» TASK BRIEF
All lines in the data below carrying the string "ShadowRegionBinding" are to be located and copied.

-- Opening Marker --

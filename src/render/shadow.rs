//! Cascaded shadow maps
//!
//! The sun direction is fixed. The atlas holds either four cascades with
//! world ranges 16/64/256/1024 packed into quadrants (quality mode) or a
//! single 256-range region over the whole texture (simple mode). Cascade
//! centers are snapped to texel-sized increments in light space so the
//! shadow edges do not shimmer as the camera pans.

use glam::{Mat4, Vec2, Vec3};
use log::{info, warn};
use serde::{Deserialize, Serialize};
use smallvec::SmallVec;

use crate::device::{Device, ShadowRegionBinding, TextureHandle};
use crate::scene::{culling, BaseObjectStore, Frustum, ObjectKind, ObjectTable};

/// Sun direction, deliberately unnormalized: its length is folded into
/// the light-space transform exactly as the projection expects.
const LIGHT_DIR: Vec3 = Vec3::new(1.0, 2.0, -1.0);

/// Half-extent of the depth range around each cascade center.
const DEPTH_EXTENT: f32 = 200.0;

/// Shadow mapping configuration.
#[derive(Debug, Clone, Copy, Serialize, Deserialize)]
pub struct ShadowConfig {
    pub enabled: bool,
    /// Four cascades instead of one region.
    pub quality: bool,
    /// Let terrain geometry cast shadows too.
    pub terrain_shadows: bool,
    /// Requested atlas resolution; clamped to device limits.
    pub resolution: u32,
    /// Render the atlas offscreen when the device supports it.
    pub offscreen: bool,
}

impl Default for ShadowConfig {
    fn default() -> Self {
        Self {
            enabled: true,
            quality: true,
            terrain_shadows: false,
            resolution: 1024,
            offscreen: true,
        }
    }
}

/// One atlas region with its world range and sub-rectangle.
#[derive(Debug, Clone, Copy)]
pub struct ShadowRegion {
    pub range: f32,
    pub offset: Vec2,
    pub scale: Vec2,
    /// World-to-shadow-texture matrix, filled in during rendering.
    pub texture_matrix: Mat4,
}

/// Region layout for a mode: (range, atlas offset, atlas scale).
fn region_table(quality: bool) -> SmallVec<[ShadowRegion; 4]> {
    let blank = |range, offset, scale| ShadowRegion {
        range,
        offset,
        scale,
        texture_matrix: Mat4::IDENTITY,
    };

    if quality {
        let half = Vec2::splat(0.5);
        SmallVec::from_slice(&[
            blank(16.0, Vec2::new(0.0, 0.0), half),
            blank(64.0, Vec2::new(0.5, 0.0), half),
            blank(256.0, Vec2::new(0.0, 0.5), half),
            blank(1024.0, Vec2::new(0.5, 0.5), half),
        ])
    } else {
        SmallVec::from_slice(&[blank(256.0, Vec2::ZERO, Vec2::ONE)])
    }
}

/// Projection distance for a region, with the resolution-scaled fallback
/// when the region carries no explicit range.
fn region_dist(range: f32, resolution: u32) -> f32 {
    if range < 0.5 {
        75.0 * ((resolution as f32).log2() - 6.5)
    } else {
        range
    }
}

/// Snap a cascade center to the light-space texel grid.
///
/// The candidate position sits a quarter of the projection distance ahead
/// of the look-at point, then is rounded to whole texels in a frame
/// aligned with the light so sub-texel camera motion cannot move the
/// rasterized shadow.
fn snapped_center(eye: Vec3, look_at: Vec3, dist: f32, resolution: u32) -> Vec3 {
    let mut dir = look_at - eye;
    dir.y = 0.0;
    let dir = dir.normalize_or_zero();

    let candidate = look_at + 0.25 * dist * dir;

    let light_rotation = Mat4::look_at_rh(Vec3::ZERO, LIGHT_DIR, Vec3::Y);
    let mut pos = light_rotation.transform_point3(candidate);

    let world_units_per_texel = (dist * 2.0) / resolution as f32;
    pos = (pos / world_units_per_texel).round() * world_units_per_texel;

    light_rotation.inverse().transform_point3(pos)
}

/// Projection, view and bias-composed texture matrices for one cascade.
fn light_matrices(center: Vec3, dist: f32) -> (Mat4, Mat4, Mat4) {
    let projection = Mat4::orthographic_rh(-dist, dist, -dist, dist, -DEPTH_EXTENT, DEPTH_EXTENT);
    let view = Mat4::look_at_rh(center, center - LIGHT_DIR, Vec3::Y);

    // Clip space [-1, 1] to texture space [0, 1].
    let bias =
        Mat4::from_scale(Vec3::splat(0.5)) * Mat4::from_translation(Vec3::new(1.0, 1.0, 1.0));
    let texture = bias * projection * view;

    (projection, view, texture)
}

/// Owns the shadow atlas and runs the depth-only caster pass.
pub struct ShadowMapper {
    config: ShadowConfig,
    atlas: Option<TextureHandle>,
    atlas_resolution: u32,
    regions: SmallVec<[ShadowRegion; 4]>,
    warned_unsupported: bool,
    warned_no_offscreen: bool,
}

impl ShadowMapper {
    #[must_use]
    pub fn new(config: ShadowConfig) -> Self {
        Self {
            config,
            atlas: None,
            atlas_resolution: 0,
            regions: SmallVec::new(),
            warned_unsupported: false,
            warned_no_offscreen: false,
        }
    }

    /// Whether terrain objects are casting.
    #[must_use]
    pub fn terrain_shadows(&self) -> bool {
        self.config.terrain_shadows
    }

    /// The atlas texture, once rendering created it.
    #[must_use]
    pub fn atlas(&self) -> Option<TextureHandle> {
        self.atlas
    }

    /// Resolution of the created atlas (zero before first render).
    #[must_use]
    pub fn atlas_resolution(&self) -> u32 {
        self.atlas_resolution
    }

    /// Region table for the scene pass to sample with.
    #[must_use]
    pub fn region_bindings(&self) -> SmallVec<[ShadowRegionBinding; 4]> {
        self.regions
            .iter()
            .map(|region| ShadowRegionBinding {
                matrix: region.texture_matrix,
                uv_offset: region.offset,
                uv_scale: region.scale,
            })
            .collect()
    }

    /// Render every caster into the atlas.
    ///
    /// Capabilities are re-checked on each call: a device that cannot do
    /// shadow mapping turns the whole pass off (warned once), one without
    /// offscreen framebuffers falls back to the plain depth-texture path,
    /// and the atlas resolution is clamped to the device limit.
    pub fn render(
        &mut self,
        device: &mut dyn Device,
        eye: Vec3,
        look_at: Vec3,
        table: &mut ObjectTable,
        store: &BaseObjectStore,
    ) -> bool {
        let caps = device.caps();

        if !self.config.enabled || !caps.shadow_mapping {
            if self.config.enabled && !self.warned_unsupported {
                warn!("Device has no shadow map support, shadows disabled");
                self.warned_unsupported = true;
            }
            return false;
        }

        if self.config.offscreen && !caps.offscreen_framebuffers {
            if !self.warned_no_offscreen {
                warn!("No offscreen framebuffers, using plain depth texture for shadows");
                self.warned_no_offscreen = true;
            }
            self.config.offscreen = false;
        }

        let resolution = self.config.resolution.min(caps.max_texture_size);

        if self.atlas.is_none() || self.atlas_resolution != resolution {
            if let Some(old) = self.atlas.take() {
                device.destroy_texture(old);
            }
            match device.create_depth_texture(resolution) {
                Some(atlas) => {
                    info!("Created shadow atlas {resolution}x{resolution}");
                    self.atlas = Some(atlas);
                    self.atlas_resolution = resolution;
                }
                None => {
                    if !self.warned_unsupported {
                        warn!("Shadow atlas creation failed, shadows disabled");
                        self.warned_unsupported = true;
                    }
                    return false;
                }
            }
        }

        let atlas = match self.atlas {
            Some(atlas) => atlas,
            None => return false,
        };

        self.regions = region_table(self.config.quality);

        device.begin_shadow(atlas);

        for index in 0..self.regions.len() {
            let region = self.regions[index];
            device.set_shadow_region(region.offset, region.scale);

            let dist = region_dist(region.range, resolution);
            let center = snapped_center(eye, look_at, dist, resolution);
            let (projection, view, texture_matrix) = light_matrices(center, dist);
            self.regions[index].texture_matrix = texture_matrix;

            device.set_shadow_matrices(projection, view);

            let frustum = Frustum::from_matrix(projection * view);
            for handle in table.handles() {
                let Ok(object) = table.get(handle) else {
                    continue;
                };
                if object.kind == ObjectKind::Terrain && !self.config.terrain_shadows {
                    continue;
                }
                if !culling::is_visible(table, store, &frustum, handle) {
                    continue;
                }

                let Ok(object) = table.get(handle) else {
                    continue;
                };
                let Some(base) = object.base.and_then(|base| store.get(base).ok()) else {
                    continue;
                };
                let transform = object.transform;

                for tier in &base.tiers {
                    if let Some(buffer) = tier.buffer {
                        device.draw_shadow_caster(buffer, tier.kind, transform, tier.textures.albedo);
                    }
                }
            }
        }

        device.end_shadow();
        true
    }
}

#[cfg(test)]
mod tests {
    use super::*;
    use crate::device::{DeviceCaps, NullDevice, PrimitiveKind};
    use crate::scene::{MaterialDef, Vertex};

    fn scene_with_one_caster() -> (ObjectTable, BaseObjectStore, NullDevice) {
        let mut device = NullDevice::new(64, 64);
        let mut store = BaseObjectStore::new();
        let mut table = ObjectTable::new();

        let base = store.create();
        let n = [0.0, 1.0, 0.0];
        store
            .add_triangles(
                base,
                &[
                    Vertex::new([-1.0, 0.0, -1.0], n, [0.0, 0.0]),
                    Vertex::new([1.0, 0.0, -1.0], n, [1.0, 0.0]),
                    Vertex::new([0.0, 2.0, 1.0], n, [0.5, 1.0]),
                ],
                &MaterialDef::default(),
                PrimitiveKind::TriangleList,
            )
            .unwrap();
        store.flush_dirty(&mut device);

        let object = table.create();
        table.set_base(object, Some(base)).unwrap();

        (table, store, device)
    }

    #[test]
    fn test_quality_region_layout() {
        let regions = region_table(true);
        assert_eq!(regions.len(), 4);
        assert_eq!(regions[0].range, 16.0);
        assert_eq!(regions[1].range, 64.0);
        assert_eq!(regions[2].range, 256.0);
        assert_eq!(regions[3].range, 1024.0);

        assert_eq!(regions[0].offset, Vec2::new(0.0, 0.0));
        assert_eq!(regions[1].offset, Vec2::new(0.5, 0.0));
        assert_eq!(regions[2].offset, Vec2::new(0.0, 0.5));
        assert_eq!(regions[3].offset, Vec2::new(0.5, 0.5));
        assert!(regions.iter().all(|r| r.scale == Vec2::splat(0.5)));
    }

    #[test]
    fn test_simple_region_layout() {
        let regions = region_table(false);
        assert_eq!(regions.len(), 1);
        assert_eq!(regions[0].range, 256.0);
        assert_eq!(regions[0].offset, Vec2::ZERO);
        assert_eq!(regions[0].scale, Vec2::ONE);
    }

    #[test]
    fn test_zero_range_fallback_scales_with_resolution() {
        assert!((region_dist(0.0, 1024) - 262.5).abs() < 1e-4);
        assert!((region_dist(0.0, 128) - 37.5).abs() < 1e-4);
        assert_eq!(region_dist(256.0, 1024), 256.0);
    }

    #[test]
    fn test_texel_snap_absorbs_small_motion() {
        // dist 256 at resolution 1024 gives 0.5 world units per texel;
        // camera shifts below that must not move the cascade center.
        let look_at = Vec3::new(100.0, 0.0, 50.0);
        let eye = Vec3::new(90.0, 5.0, 50.0);

        let a = snapped_center(eye, look_at, 256.0, 1024);
        let b = snapped_center(
            eye + Vec3::new(0.1, 0.0, 0.1),
            look_at + Vec3::new(0.1, 0.0, 0.1),
            256.0,
            1024,
        );
        assert!((a - b).length() < 1e-3);
    }

    #[test]
    fn test_texel_snap_tracks_large_motion() {
        let look_at = Vec3::new(100.0, 0.0, 50.0);
        let eye = Vec3::new(90.0, 5.0, 50.0);

        let a = snapped_center(eye, look_at, 256.0, 1024);
        let b = snapped_center(
            eye + Vec3::new(40.0, 0.0, 0.0),
            look_at + Vec3::new(40.0, 0.0, 0.0),
            256.0,
            1024,
        );
        assert!((a - b).length() > 10.0);
    }

    #[test]
    fn test_render_draws_casters() {
        let (mut table, store, mut device) = scene_with_one_caster();
        let mut mapper = ShadowMapper::new(ShadowConfig::default());

        let rendered = mapper.render(
            &mut device,
            Vec3::new(0.0, 5.0, 10.0),
            Vec3::ZERO,
            &mut table,
            &store,
        );
        assert!(rendered);
        // One caster in each of the four cascades.
        assert_eq!(device.draw_calls(), 4);
        assert_eq!(mapper.region_bindings().len(), 4);
        assert!(mapper.atlas().is_some());
    }

    #[test]
    fn test_terrain_skipped_without_terrain_shadows() {
        let (mut table, store, mut device) = scene_with_one_caster();
        let handle = table.handles()[0];
        table.set_kind(handle, ObjectKind::Terrain).unwrap();

        let mut mapper = ShadowMapper::new(ShadowConfig::default());
        mapper.render(
            &mut device,
            Vec3::new(0.0, 5.0, 10.0),
            Vec3::ZERO,
            &mut table,
            &store,
        );
        assert_eq!(device.draw_calls(), 0);

        let mut mapper = ShadowMapper::new(ShadowConfig {
            terrain_shadows: true,
            ..ShadowConfig::default()
        });
        mapper.render(
            &mut device,
            Vec3::new(0.0, 5.0, 10.0),
            Vec3::ZERO,
            &mut table,
            &store,
        );
        assert_eq!(device.draw_calls(), 4);
    }

    #[test]
    fn test_unsupported_device_disables_without_error() {
        let (mut table, store, _) = scene_with_one_caster();
        let mut device = NullDevice::new(64, 64).with_caps(DeviceCaps {
            shadow_mapping: false,
            ..DeviceCaps::default()
        });

        let mut mapper = ShadowMapper::new(ShadowConfig::default());
        let rendered = mapper.render(&mut device, Vec3::ZERO, Vec3::Z, &mut table, &store);
        assert!(!rendered);
        assert!(mapper.atlas().is_none());
    }

    #[test]
    fn test_resolution_clamped_to_device_limit() {
        let (mut table, store, _) = scene_with_one_caster();
        let mut device = NullDevice::new(64, 64).with_caps(DeviceCaps {
            max_texture_size: 512,
            ..DeviceCaps::default()
        });

        let mut mapper = ShadowMapper::new(ShadowConfig {
            resolution: 2048,
            ..ShadowConfig::default()
        });
        mapper.render(&mut device, Vec3::ZERO, Vec3::Z, &mut table, &store);
        assert_eq!(mapper.atlas_resolution(), 512);
    }
}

-- Closing Marker --

» RESPONSE BELOW
use crate::device::{Device, ShadowRegionBinding, TextureHandle};
    pub fn region_bindings(&self) -> SmallVec<[ShadowRegionBinding; 4]> {
            .map(|region| ShadowRegionBinding {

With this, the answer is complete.